## WORK INSTRUCTIONS
Reproduce every entry precisely as written.

## DATA FOR THIS TASK
>>>

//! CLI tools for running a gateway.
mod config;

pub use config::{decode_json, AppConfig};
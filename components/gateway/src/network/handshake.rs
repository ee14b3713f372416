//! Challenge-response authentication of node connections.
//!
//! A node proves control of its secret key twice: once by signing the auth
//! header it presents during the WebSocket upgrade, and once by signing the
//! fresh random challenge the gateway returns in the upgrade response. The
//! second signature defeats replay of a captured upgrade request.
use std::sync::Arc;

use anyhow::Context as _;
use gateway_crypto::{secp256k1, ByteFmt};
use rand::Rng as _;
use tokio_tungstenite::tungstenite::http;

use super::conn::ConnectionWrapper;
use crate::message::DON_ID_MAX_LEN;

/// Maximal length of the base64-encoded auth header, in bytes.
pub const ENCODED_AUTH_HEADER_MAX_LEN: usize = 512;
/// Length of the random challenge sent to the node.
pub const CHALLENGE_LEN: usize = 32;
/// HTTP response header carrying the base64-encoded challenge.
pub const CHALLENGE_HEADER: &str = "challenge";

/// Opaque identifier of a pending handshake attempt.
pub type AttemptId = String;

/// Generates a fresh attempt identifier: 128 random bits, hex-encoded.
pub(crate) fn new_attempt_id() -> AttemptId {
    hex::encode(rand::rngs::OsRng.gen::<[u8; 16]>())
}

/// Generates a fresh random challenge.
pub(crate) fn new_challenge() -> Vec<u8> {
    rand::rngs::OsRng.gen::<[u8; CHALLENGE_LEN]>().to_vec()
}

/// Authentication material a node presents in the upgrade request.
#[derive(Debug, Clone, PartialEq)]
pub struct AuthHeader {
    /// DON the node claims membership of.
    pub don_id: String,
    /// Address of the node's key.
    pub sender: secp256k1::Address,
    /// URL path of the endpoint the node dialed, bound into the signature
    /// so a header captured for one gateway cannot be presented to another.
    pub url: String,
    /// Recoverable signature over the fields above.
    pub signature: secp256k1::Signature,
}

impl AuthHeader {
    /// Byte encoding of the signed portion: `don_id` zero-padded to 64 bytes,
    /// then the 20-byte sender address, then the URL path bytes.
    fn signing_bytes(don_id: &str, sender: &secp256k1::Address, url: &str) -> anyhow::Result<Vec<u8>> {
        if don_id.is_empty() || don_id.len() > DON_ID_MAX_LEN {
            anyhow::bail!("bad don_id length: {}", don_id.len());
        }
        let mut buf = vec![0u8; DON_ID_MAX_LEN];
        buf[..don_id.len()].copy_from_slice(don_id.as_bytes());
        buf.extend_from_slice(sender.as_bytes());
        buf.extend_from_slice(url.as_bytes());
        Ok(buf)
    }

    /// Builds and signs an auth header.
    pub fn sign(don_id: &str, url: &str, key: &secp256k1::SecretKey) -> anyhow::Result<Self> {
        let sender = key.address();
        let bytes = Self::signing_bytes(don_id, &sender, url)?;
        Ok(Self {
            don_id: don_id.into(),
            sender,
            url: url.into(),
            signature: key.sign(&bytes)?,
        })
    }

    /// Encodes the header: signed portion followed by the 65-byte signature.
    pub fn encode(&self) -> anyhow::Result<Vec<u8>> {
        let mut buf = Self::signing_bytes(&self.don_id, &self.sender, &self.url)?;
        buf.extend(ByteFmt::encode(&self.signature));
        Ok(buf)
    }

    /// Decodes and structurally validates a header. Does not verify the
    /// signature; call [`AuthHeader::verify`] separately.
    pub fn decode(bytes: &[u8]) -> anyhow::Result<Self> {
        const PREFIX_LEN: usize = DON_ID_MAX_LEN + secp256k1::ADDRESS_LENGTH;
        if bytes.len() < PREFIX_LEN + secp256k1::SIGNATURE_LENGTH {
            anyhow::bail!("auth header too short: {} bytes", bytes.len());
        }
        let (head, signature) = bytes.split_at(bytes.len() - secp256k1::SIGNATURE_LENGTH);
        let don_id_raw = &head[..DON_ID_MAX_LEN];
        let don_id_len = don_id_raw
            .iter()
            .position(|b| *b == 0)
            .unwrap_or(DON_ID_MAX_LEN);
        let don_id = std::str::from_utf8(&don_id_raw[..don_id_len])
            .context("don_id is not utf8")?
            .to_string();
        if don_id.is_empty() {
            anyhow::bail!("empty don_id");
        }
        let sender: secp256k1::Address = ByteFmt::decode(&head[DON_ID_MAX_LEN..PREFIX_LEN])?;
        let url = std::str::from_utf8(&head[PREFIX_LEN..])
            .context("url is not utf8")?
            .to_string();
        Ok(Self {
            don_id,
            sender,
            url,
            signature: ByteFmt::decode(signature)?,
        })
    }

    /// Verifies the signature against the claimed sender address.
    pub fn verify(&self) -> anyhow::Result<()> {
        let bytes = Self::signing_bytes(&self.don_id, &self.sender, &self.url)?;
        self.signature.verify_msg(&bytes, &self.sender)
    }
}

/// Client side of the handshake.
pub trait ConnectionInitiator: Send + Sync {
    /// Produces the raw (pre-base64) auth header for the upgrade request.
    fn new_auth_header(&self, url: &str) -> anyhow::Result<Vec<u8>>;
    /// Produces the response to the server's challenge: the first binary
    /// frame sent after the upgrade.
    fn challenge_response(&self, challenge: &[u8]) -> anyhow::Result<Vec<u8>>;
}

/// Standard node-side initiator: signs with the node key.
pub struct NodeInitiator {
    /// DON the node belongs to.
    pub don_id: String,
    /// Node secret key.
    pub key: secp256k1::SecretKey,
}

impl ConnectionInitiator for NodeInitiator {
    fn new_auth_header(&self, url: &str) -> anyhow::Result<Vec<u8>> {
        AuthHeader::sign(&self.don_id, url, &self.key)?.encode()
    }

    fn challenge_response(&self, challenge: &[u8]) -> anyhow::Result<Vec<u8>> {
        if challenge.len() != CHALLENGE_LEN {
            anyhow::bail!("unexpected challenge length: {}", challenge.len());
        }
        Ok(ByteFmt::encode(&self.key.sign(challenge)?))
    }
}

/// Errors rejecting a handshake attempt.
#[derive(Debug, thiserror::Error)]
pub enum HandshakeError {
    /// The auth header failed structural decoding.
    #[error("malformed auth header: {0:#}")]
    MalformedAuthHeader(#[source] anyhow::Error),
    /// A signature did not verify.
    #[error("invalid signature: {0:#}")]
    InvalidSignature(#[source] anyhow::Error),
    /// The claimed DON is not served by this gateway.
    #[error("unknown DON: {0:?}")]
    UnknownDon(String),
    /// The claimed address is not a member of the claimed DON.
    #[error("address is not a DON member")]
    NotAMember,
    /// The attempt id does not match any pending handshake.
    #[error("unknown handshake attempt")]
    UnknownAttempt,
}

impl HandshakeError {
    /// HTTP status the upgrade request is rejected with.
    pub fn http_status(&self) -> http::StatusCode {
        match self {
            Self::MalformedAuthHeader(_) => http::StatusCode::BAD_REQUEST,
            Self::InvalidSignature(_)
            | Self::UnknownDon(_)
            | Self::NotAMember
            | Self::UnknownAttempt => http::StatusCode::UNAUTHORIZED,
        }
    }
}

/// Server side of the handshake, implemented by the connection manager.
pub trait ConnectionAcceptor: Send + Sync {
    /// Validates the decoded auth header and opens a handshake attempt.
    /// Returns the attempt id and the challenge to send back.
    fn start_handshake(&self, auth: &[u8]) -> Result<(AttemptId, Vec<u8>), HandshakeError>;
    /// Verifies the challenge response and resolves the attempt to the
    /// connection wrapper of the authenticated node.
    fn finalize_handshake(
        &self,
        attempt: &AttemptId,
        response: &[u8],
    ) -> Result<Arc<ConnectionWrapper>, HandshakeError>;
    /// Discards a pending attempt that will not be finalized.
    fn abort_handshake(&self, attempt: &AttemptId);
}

<<<

## OUTPUT
//! CLI tools for running a gateway.
mod config;

pub use config::{decode_json, AppConfig};
filename components/gateway/src/network/handshake.rs
repository ee14b3713f372416
//! Challenge-response authentication of node connections.
//!
//! A node proves control of its secret key twice: once by signing the auth
//! header it presents during the WebSocket upgrade, and once by signing the
//! fresh random challenge the gateway returns in the upgrade response. The
//! second signature defeats replay of a captured upgrade request.
use std::sync::Arc;

use anyhow::Context as _;
use gateway_crypto::{secp256k1, ByteFmt};
use rand::Rng as _;
use tokio_tungstenite::tungstenite::http;

use super::conn::ConnectionWrapper;
use crate::message::DON_ID_MAX_LEN;

/// Maximal length of the base64-encoded auth header, in bytes.
pub const ENCODED_AUTH_HEADER_MAX_LEN: usize = 512;
/// Length of the random challenge sent to the node.
pub const CHALLENGE_LEN: usize = 32;
/// HTTP response header carrying the base64-encoded challenge.
pub const CHALLENGE_HEADER: &str = "challenge";

/// Opaque identifier of a pending handshake attempt.
pub type AttemptId = String;

/// Generates a fresh attempt identifier: 128 random bits, hex-encoded.
pub(crate) fn new_attempt_id() -> AttemptId {
    hex::encode(rand::rngs::OsRng.gen::<[u8; 16]>())
}

/// Generates a fresh random challenge.
pub(crate) fn new_challenge() -> Vec<u8> {
    rand::rngs::OsRng.gen::<[u8; CHALLENGE_LEN]>().to_vec()
}

/// Authentication material a node presents in the upgrade request.
#[derive(Debug, Clone, PartialEq)]
pub struct AuthHeader {
    /// DON the node claims membership of.
    pub don_id: String,
    /// Address of the node's key.
    pub sender: secp256k1::Address,
    /// URL path of the endpoint the node dialed, bound into the signature
    /// so a header captured for one gateway cannot be presented to another.
    pub url: String,
    /// Recoverable signature over the fields above.
    pub signature: secp256k1::Signature,
}

impl AuthHeader {
    /// Byte encoding of the signed portion: `don_id` zero-padded to 64 bytes,
    /// then the 20-byte sender address, then the URL path bytes.
    fn signing_bytes(don_id: &str, sender: &secp256k1::Address, url: &str) -> anyhow::Result<Vec<u8>> {
        if don_id.is_empty() || don_id.len() > DON_ID_MAX_LEN {
            anyhow::bail!("bad don_id length: {}", don_id.len());
        }
        let mut buf = vec![0u8; DON_ID_MAX_LEN];
        buf[..don_id.len()].copy_from_slice(don_id.as_bytes());
        buf.extend_from_slice(sender.as_bytes());
        buf.extend_from_slice(url.as_bytes());
        Ok(buf)
    }

    /// Builds and signs an auth header.
    pub fn sign(don_id: &str, url: &str, key: &secp256k1::SecretKey) -> anyhow::Result<Self> {
        let sender = key.address();
        let bytes = Self::signing_bytes(don_id, &sender, url)?;
        Ok(Self {
            don_id: don_id.into(),
            sender,
            url: url.into(),
            signature: key.sign(&bytes)?,
        })
    }

    /// Encodes the header: signed portion followed by the 65-byte signature.
    pub fn encode(&self) -> anyhow::Result<Vec<u8>> {
        let mut buf = Self::signing_bytes(&self.don_id, &self.sender, &self.url)?;
        buf.extend(ByteFmt::encode(&self.signature));
        Ok(buf)
    }

    /// Decodes and structurally validates a header. Does not verify the
    /// signature; call [`AuthHeader::verify`] separately.
    pub fn decode(bytes: &[u8]) -> anyhow::Result<Self> {
        const PREFIX_LEN: usize = DON_ID_MAX_LEN + secp256k1::ADDRESS_LENGTH;
        if bytes.len() < PREFIX_LEN + secp256k1::SIGNATURE_LENGTH {
            anyhow::bail!("auth header too short: {} bytes", bytes.len());
        }
        let (head, signature) = bytes.split_at(bytes.len() - secp256k1::SIGNATURE_LENGTH);
        let don_id_raw = &head[..DON_ID_MAX_LEN];
        let don_id_len = don_id_raw
            .iter()
            .position(|b| *b == 0)
            .unwrap_or(DON_ID_MAX_LEN);
        let don_id = std::str::from_utf8(&don_id_raw[..don_id_len])
            .context("don_id is not utf8")?
            .to_string();
        if don_id.is_empty() {
            anyhow::bail!("empty don_id");
        }
        let sender: secp256k1::Address = ByteFmt::decode(&head[DON_ID_MAX_LEN..PREFIX_LEN])?;
        let url = std::str::from_utf8(&head[PREFIX_LEN..])
            .context("url is not utf8")?
            .to_string();
        Ok(Self {
            don_id,
            sender,
            url,
            signature: ByteFmt::decode(signature)?,
        })
    }

    /// Verifies the signature against the claimed sender address.
    pub fn verify(&self) -> anyhow::Result<()> {
        let bytes = Self::signing_bytes(&self.don_id, &self.sender, &self.url)?;
        self.signature.verify_msg(&bytes, &self.sender)
    }
}

/// Client side of the handshake.
pub trait ConnectionInitiator: Send + Sync {
    /// Produces the raw (pre-base64) auth header for the upgrade request.
    fn new_auth_header(&self, url: &str) -> anyhow::Result<Vec<u8>>;
    /// Produces the response to the server's challenge: the first binary
    /// frame sent after the upgrade.
    fn challenge_response(&self, challenge: &[u8]) -> anyhow::Result<Vec<u8>>;
}

/// Standard node-side initiator: signs with the node key.
pub struct NodeInitiator {
    /// DON the node belongs to.
    pub don_id: String,
    /// Node secret key.
    pub key: secp256k1::SecretKey,
}

impl ConnectionInitiator for NodeInitiator {
    fn new_auth_header(&self, url: &str) -> anyhow::Result<Vec<u8>> {
        AuthHeader::sign(&self.don_id, url, &self.key)?.encode()
    }

    fn challenge_response(&self, challenge: &[u8]) -> anyhow::Result<Vec<u8>> {
        if challenge.len() != CHALLENGE_LEN {
            anyhow::bail!("unexpected challenge length: {}", challenge.len());
        }
        Ok(ByteFmt::encode(&self.key.sign(challenge)?))
    }
}

/// Errors rejecting a handshake attempt.
#[derive(Debug, thiserror::Error)]
pub enum HandshakeError {
    /// The auth header failed structural decoding.
    #[error("malformed auth header: {0:#}")]
    MalformedAuthHeader(#[source] anyhow::Error),
    /// A signature did not verify.
    #[error("invalid signature: {0:#}")]
    InvalidSignature(#[source] anyhow::Error),
    /// The claimed DON is not served by this gateway.
    #[error("unknown DON: {0:?}")]
    UnknownDon(String),
    /// The claimed address is not a member of the claimed DON.
    #[error("address is not a DON member")]
    NotAMember,
    /// The attempt id does not match any pending handshake.
    #[error("unknown handshake attempt")]
    UnknownAttempt,
}

impl HandshakeError {
    /// HTTP status the upgrade request is rejected with.
    pub fn http_status(&self) -> http::StatusCode {
        match self {
            Self::MalformedAuthHeader(_) => http::StatusCode::BAD_REQUEST,
            Self::InvalidSignature(_)
            | Self::UnknownDon(_)
            | Self::NotAMember
            | Self::UnknownAttempt => http::StatusCode::UNAUTHORIZED,
        }
    }
}

/// Server side of the handshake, implemented by the connection manager.
pub trait ConnectionAcceptor: Send + Sync {
    /// Validates the decoded auth header and opens a handshake attempt.
    /// Returns the attempt id and the challenge to send back.
    fn start_handshake(&self, auth: &[u8]) -> Result<(AttemptId, Vec<u8>), HandshakeError>;
    /// Verifies the challenge response and resolves the attempt to the
    /// connection wrapper of the authenticated node.
    fn finalize_handshake(
        &self,
        attempt: &AttemptId,
        response: &[u8],
    ) -> Result<Arc<ConnectionWrapper>, HandshakeError>;
    /// Discards a pending attempt that will not be finalized.
    fn abort_handshake(&self, attempt: &AttemptId);
}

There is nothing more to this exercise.